Unless we are on retreat, most of the time we are not engaged in study or formal meditation, so it’s of vital importance that we find ways to continue through our days whatever insights we have gained from our study and contemplation. If we’re only wise when we’re sitting or walking then the experience is still only a precious seed that needs mindfulness to flower into realization, which is stable, and with us at all times.

Integrating Wisdom begins with our understanding and insight. By our study and practice, quiet meditation, and our own investigations and analysis, we can then tell when ignorance / wrong view or Transcendent Intelligence is functioning in our daily life. This is like telling the difference between being asleep or day dreaming, and believing in the reality of our dreams, or waking up, and knowing they were just thoughts, just dreams.

Khenpo Karthar taught:

‘There is nothing wrong with appearances. They are not in themselves an obstacle. It is our confusion about them that is the obstacle. Because of our confused habit of fixating on appearances as being true and real, we cling to them and to our concepts about them and experience suffering. When we realize at the moment they arise that these appearances have no true existence, then appearances will never be a problem or obstacle for us again.’

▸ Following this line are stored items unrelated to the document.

//! # Pool — Columnar Per-Entity Storage
//!
//! A [`Pool`] stores one row per [`Entity`]: a handle column plus one value
//! column per element of the row tuple. Columns are plain `Vec`s of equal
//! length, so a physics tick or a draw-list build can walk a whole column
//! densely, while per-entity lookups go through a side map in O(1).
//!
//! ```text
//! handles:   [e3, e7, e1]
//! column 0:  [p3, p7, p1]      ← e.g. RPose
//! column 1:  [m3, m7, m1]      ← e.g. mesh id
//! positions: {e3: 0, e7: 1, e1: 2}
//! ```
//!
//! ## Removal
//!
//! Removal is swap-with-last: the last row is moved into the hole and the
//! columns shrink by one. That keeps removal O(1) but means positional order
//! is **not stable**. Never hold a row index across a mutating call; resolve
//! through [`Pool::index_of`] again.
//!
//! ## Addressing columns
//!
//! Columns are addressed by their position in the row tuple, as a const
//! generic:
//!
//! ```
//! use stofn::ecs::{EntityAllocator, Pool};
//!
//! let mut alloc = EntityAllocator::new();
//! let e = alloc.create("crate");
//!
//! let mut pool: Pool<(f32, &str)> = Pool::new();
//! assert!(pool.try_append(e, (2.5, "wood")));
//! assert_eq!(pool.try_get::<0>(e), Some(&2.5));
//! assert_eq!(pool.try_get::<1>(e), Some(&"wood"));
//! ```

use std::collections::HashMap;

use super::entity::Entity;

/// A row tuple that can be split into parallel columns.
///
/// Implemented for tuples of one to six elements.
pub trait Row: Sized {
    /// One `Vec` per tuple element.
    type Columns: Default;

    fn push(columns: &mut Self::Columns, row: Self);
    fn swap_remove(columns: &mut Self::Columns, index: usize) -> Self;
    fn has_len(columns: &Self::Columns, len: usize) -> bool;
    fn reserve(columns: &mut Self::Columns, additional: usize);
    fn clear(columns: &mut Self::Columns);
}

/// Access to column `K` of a [`Row`].
pub trait Column<const K: usize>: Row {
    type Item;

    fn column(columns: &Self::Columns) -> &[Self::Item];
    fn column_mut(columns: &mut Self::Columns) -> &mut [Self::Item];
}

macro_rules! impl_row {
    ($($T:ident $idx:tt),+) => {
        impl<$($T),+> Row for ($($T,)+) {
            type Columns = ($(Vec<$T>,)+);

            fn push(columns: &mut Self::Columns, row: Self) {
                $( columns.$idx.push(row.$idx); )+
            }

            fn swap_remove(columns: &mut Self::Columns, index: usize) -> Self {
                ($( columns.$idx.swap_remove(index), )+)
            }

            fn has_len(columns: &Self::Columns, len: usize) -> bool {
                true $( && columns.$idx.len() == len )+
            }

            fn reserve(columns: &mut Self::Columns, additional: usize) {
                $( columns.$idx.reserve(additional); )+
            }

            fn clear(columns: &mut Self::Columns) {
                $( columns.$idx.clear(); )+
            }
        }

        impl_row!(@columns [$($T)+] $($T $idx),+);
    };
    (@columns $all:tt $($T:ident $idx:tt),+) => {
        $( impl_row!(@column $all $T $idx); )+
    };
    (@column [$($all:ident)+] $T:ident $idx:tt) => {
        impl<$($all),+> Column<$idx> for ($($all,)+) {
            type Item = $T;

            fn column(columns: &Self::Columns) -> &[$T] {
                &columns.$idx
            }

            fn column_mut(columns: &mut Self::Columns) -> &mut [$T] {
                &mut columns.$idx
            }
        }
    };
}

impl_row!(A 0);
impl_row!(A 0, B 1);
impl_row!(A 0, B 1, C 2);
impl_row!(A 0, B 1, C 2, D 3);
impl_row!(A 0, B 1, C 2, D 3, E 4);
impl_row!(A 0, B 1, C 2, D 3, E 4, F 5);

/// Columnar storage of one row per entity, with O(1) insert, lookup and
/// swap-remove.
pub struct Pool<R: Row> {
    handles: Vec<Entity>,
    columns: R::Columns,
    /// Maps entity → row index. Always mirrors `handles`.
    positions: HashMap<Entity, usize>,
}

impl<R: Row> Pool<R> {
    pub fn new() -> Self {
        Self {
            handles: Vec::new(),
            columns: R::Columns::default(),
            positions: HashMap::new(),
        }
    }

    pub fn with_capacity(capacity: usize) -> Self {
        let mut pool = Self::new();
        pool.handles.reserve(capacity);
        pool.positions.reserve(capacity);
        R::reserve(&mut pool.columns, capacity);
        pool
    }

    /// Check whether `entity` has a row.
    pub fn contains(&self, entity: Entity) -> bool {
        self.positions.contains_key(&entity)
    }

    /// Append a row for `entity`.
    ///
    /// Returns `false` without touching the pool if `entity` already has a row.
    pub fn try_append(&mut self, entity: Entity, row: R) -> bool {
        if self.positions.contains_key(&entity) {
            return false;
        }
        self.positions.insert(entity, self.handles.len());
        self.handles.push(entity);
        R::push(&mut self.columns, row);
        true
    }

    /// Column `K` value for `entity`, or `None` if it has no row.
    pub fn try_get<const K: usize>(&self, entity: Entity) -> Option<&<R as Column<K>>::Item>
    where
        R: Column<K>,
    {
        let index = *self.positions.get(&entity)?;
        Some(&<R as Column<K>>::column(&self.columns)[index])
    }

    /// Mutable column `K` value for `entity`, or `None` if it has no row.
    pub fn try_get_mut<const K: usize>(
        &mut self,
        entity: Entity,
    ) -> Option<&mut <R as Column<K>>::Item>
    where
        R: Column<K>,
    {
        let index = *self.positions.get(&entity)?;
        Some(&mut <R as Column<K>>::column_mut(&mut self.columns)[index])
    }

    /// Remove the row for `entity` via swap-remove. Returns `false` if absent.
    ///
    /// Whatever entity occupied the last row now occupies the removed row's
    /// index.
    pub fn try_release_swap(&mut self, entity: Entity) -> bool {
        self.try_take_swap(entity).is_some()
    }

    /// Like [`try_release_swap`](Self::try_release_swap), but hands the removed
    /// row back to the caller.
    pub fn try_take_swap(&mut self, entity: Entity) -> Option<R> {
        let index = self.positions.remove(&entity)?;
        let row = R::swap_remove(&mut self.columns, index);
        self.handles.swap_remove(index);
        // The former last row now lives at `index` (unless we removed the last row).
        if let Some(&moved) = self.handles.get(index) {
            self.positions.insert(moved, index);
        }
        Some(row)
    }

    /// Number of rows.
    pub fn count(&self) -> usize {
        self.handles.len()
    }

    pub fn is_empty(&self) -> bool {
        self.handles.is_empty()
    }

    /// The handle column, in storage order.
    pub fn handles(&self) -> &[Entity] {
        &self.handles
    }

    /// Column `K` as a dense slice, parallel to [`handles`](Self::handles).
    pub fn column<const K: usize>(&self) -> &[<R as Column<K>>::Item]
    where
        R: Column<K>,
    {
        <R as Column<K>>::column(&self.columns)
    }

    /// Column `K` as a dense mutable slice.
    pub fn column_mut<const K: usize>(&mut self) -> &mut [<R as Column<K>>::Item]
    where
        R: Column<K>,
    {
        <R as Column<K>>::column_mut(&mut self.columns)
    }

    /// `(entity, &value)` pairs of column `K`, in storage order.
    pub fn iter_column<const K: usize>(
        &self,
    ) -> impl Iterator<Item = (Entity, &<R as Column<K>>::Item)>
    where
        R: Column<K>,
    {
        self.handles.iter().copied().zip(self.column::<K>())
    }

    /// Positional access to column `K`, for use inside a bulk pass.
    ///
    /// # Panics
    ///
    /// Panics if `index >= count()`.
    pub fn get_by_index<const K: usize>(&self, index: usize) -> &<R as Column<K>>::Item
    where
        R: Column<K>,
    {
        self.assert_index(index);
        &self.column::<K>()[index]
    }

    /// Mutable positional access to column `K`.
    ///
    /// # Panics
    ///
    /// Panics if `index >= count()`.
    pub fn get_by_index_mut<const K: usize>(&mut self, index: usize) -> &mut <R as Column<K>>::Item
    where
        R: Column<K>,
    {
        self.assert_index(index);
        &mut self.column_mut::<K>()[index]
    }

    /// The entity stored at row `index`.
    ///
    /// # Panics
    ///
    /// Panics if `index >= count()`.
    pub fn handle_by_index(&self, index: usize) -> Entity {
        self.assert_index(index);
        self.handles[index]
    }

    /// Current row index of `entity`. Only valid until the next mutation.
    pub fn index_of(&self, entity: Entity) -> Option<usize> {
        self.positions.get(&entity).copied()
    }

    /// Drop every row.
    pub fn clear(&mut self) {
        self.handles.clear();
        self.positions.clear();
        R::clear(&mut self.columns);
    }

    /// Assert that every column has the same length and the position map
    /// mirrors the handle column.
    ///
    /// # Panics
    ///
    /// Panics on any mismatch; the pool is corrupt.
    pub fn sanity_check(&self) {
        let len = self.handles.len();
        assert!(R::has_len(&self.columns, len), "pool column length mismatch");
        assert_eq!(self.positions.len(), len, "pool position map size mismatch");
        for (index, entity) in self.handles.iter().enumerate() {
            assert_eq!(
                self.positions.get(entity),
                Some(&index),
                "pool position of {entity:?} is stale"
            );
        }
    }

    fn assert_index(&self, index: usize) {
        assert!(
            index < self.handles.len(),
            "pool index {index} out of range (count {})",
            self.handles.len()
        );
    }
}

impl<R: Row> Default for Pool<R> {
    fn default() -> Self {
        Self::new()
    }
}

#[cfg(test)]
mod tests {
    use super::*;
    use crate::ecs::entity::EntityAllocator;

    fn entities(n: usize) -> Vec<Entity> {
        let mut alloc = EntityAllocator::new();
        (0..n).map(|i| alloc.create(&format!("e{i}"))).collect()
    }

    #[test]
    fn append_and_get() {
        let e = entities(3);
        let mut pool: Pool<(u32, f32)> = Pool::new();
        assert!(pool.try_append(e[0], (10, 1.0)));
        assert!(pool.try_append(e[1], (20, 2.0)));
        assert_eq!(pool.count(), 2);
        assert_eq!(pool.try_get::<0>(e[1]), Some(&20));
        assert_eq!(pool.try_get::<1>(e[0]), Some(&1.0));
        assert_eq!(pool.try_get::<0>(e[2]), None);
        assert!(pool.contains(e[0]));
        assert!(!pool.contains(e[2]));
    }

    #[test]
    fn duplicate_append_is_rejected() {
        let e = entities(1);
        let mut pool: Pool<(u32,)> = Pool::new();
        assert!(pool.try_append(e[0], (1,)));
        assert!(!pool.try_append(e[0], (2,)));
        assert_eq!(pool.count(), 1);
        assert_eq!(pool.try_get::<0>(e[0]), Some(&1));
    }

    #[test]
    fn get_mut_writes_through() {
        let e = entities(1);
        let mut pool: Pool<(u32, String)> = Pool::new();
        pool.try_append(e[0], (1, "a".to_owned()));
        pool.try_get_mut::<1>(e[0]).unwrap().push('b');
        *pool.try_get_mut::<0>(e[0]).unwrap() += 1;
        assert_eq!(pool.try_get::<0>(e[0]), Some(&2));
        assert_eq!(pool.try_get::<1>(e[0]).map(String::as_str), Some("ab"));
    }

    #[test]
    fn swap_remove_middle() {
        let e = entities(3);
        let mut pool: Pool<(u32,)> = Pool::new();
        for (i, &entity) in e.iter().enumerate() {
            pool.try_append(entity, (i as u32 * 10,));
        }

        assert!(pool.try_release_swap(e[0]));
        assert_eq!(pool.count(), 2);
        assert!(!pool.contains(e[0]));
        // Last row moved into the hole.
        assert_eq!(pool.handle_by_index(0), e[2]);
        assert_eq!(pool.index_of(e[2]), Some(0));
        assert_eq!(pool.try_get::<0>(e[2]), Some(&20));
        assert_eq!(pool.try_get::<0>(e[1]), Some(&10));
        pool.sanity_check();
    }

    #[test]
    fn swap_remove_last_and_absent() {
        let e = entities(2);
        let mut pool: Pool<(u32,)> = Pool::new();
        pool.try_append(e[0], (1,));
        pool.try_append(e[1], (2,));
        assert!(pool.try_release_swap(e[1]));
        assert!(!pool.try_release_swap(e[1]));
        assert_eq!(pool.column::<0>(), &[1]);
        pool.sanity_check();
    }

    #[test]
    fn swap_remove_keeps_every_other_row() {
        let e = entities(16);
        let mut pool: Pool<(usize, u64)> = Pool::new();
        for (i, &entity) in e.iter().enumerate() {
            pool.try_append(entity, (i, (i * i) as u64));
        }

        for victim in [5, 0, 15, 7] {
            let before = pool.count();
            assert!(pool.try_release_swap(e[victim]));
            assert_eq!(pool.count(), before - 1);
            assert!(!pool.contains(e[victim]));
            pool.sanity_check();
        }

        for (i, &entity) in e.iter().enumerate() {
            if [5, 0, 15, 7].contains(&i) {
                continue;
            }
            assert_eq!(pool.try_get::<0>(entity), Some(&i));
            assert_eq!(pool.try_get::<1>(entity), Some(&((i * i) as u64)));
        }
    }

    #[test]
    fn take_returns_row() {
        let e = entities(2);
        let mut pool: Pool<(u32, &str)> = Pool::new();
        pool.try_append(e[0], (7, "seven"));
        pool.try_append(e[1], (8, "eight"));
        assert_eq!(pool.try_take_swap(e[0]), Some((7, "seven")));
        assert_eq!(pool.try_take_swap(e[0]), None);
    }

    #[test]
    fn dense_iteration() {
        let e = entities(3);
        let mut pool: Pool<(u32,)> = Pool::new();
        for (i, &entity) in e.iter().enumerate() {
            pool.try_append(entity, (i as u32,));
        }
        for value in pool.column_mut::<0>() {
            *value *= 2;
        }
        let pairs: Vec<_> = pool.iter_column::<0>().map(|(h, v)| (h, *v)).collect();
        assert_eq!(pairs, vec![(e[0], 0), (e[1], 2), (e[2], 4)]);
        assert_eq!(*pool.get_by_index::<0>(2), 4);
    }

    #[test]
    #[should_panic(expected = "out of range")]
    fn positional_access_out_of_range_is_fatal() {
        let pool: Pool<(u32,)> = Pool::new();
        pool.get_by_index::<0>(0);
    }

    #[test]
    fn drop_called_on_remove() {
        use std::sync::atomic::{AtomicUsize, Ordering};
        static DROP_COUNT: AtomicUsize = AtomicUsize::new(0);

        struct Tracked;
        impl Drop for Tracked {
            fn drop(&mut self) {
                DROP_COUNT.fetch_add(1, Ordering::SeqCst);
            }
        }

        let e = entities(2);
        DROP_COUNT.store(0, Ordering::SeqCst);
        let mut pool: Pool<(Tracked,)> = Pool::new();
        pool.try_append(e[0], (Tracked,));
        pool.try_append(e[1], (Tracked,));
        pool.try_release_swap(e[0]);
        assert_eq!(DROP_COUNT.load(Ordering::SeqCst), 1); // only the removed one
        drop(pool);
        assert_eq!(DROP_COUNT.load(Ordering::SeqCst), 2); // remaining one dropped
    }
}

To continue this practice, there are phrases we can keep in mind throughout the day. For example,

The Eight Verses of Thought Transformation concludes with

Realizing the nature of appearances,
I will liberate my mind from the bondage of attachment

And the Seven Point Mind Training Teachings has the instruction:

Between sessions, be a child of illusion…

Geshe Rabten said:

‘When we are out of formal meditation on emptiness and again have to
experience our external environment, we should regard the mistaken view we have of it, which will still continue to arise, as merely the illusory creation of the ignorant propensities in our mind. Since we have seen previously in the meditational period that the object of such a mistaken view is empty of independent existence, we should regard this deceptive view of things as completely false, just as the conjurer regards his illusory creations… This will help to diminish the force of the ignorance that clings to the independent existence of all phenomena. Thus, meditation and post-meditation sessions will be mutually beneficial.’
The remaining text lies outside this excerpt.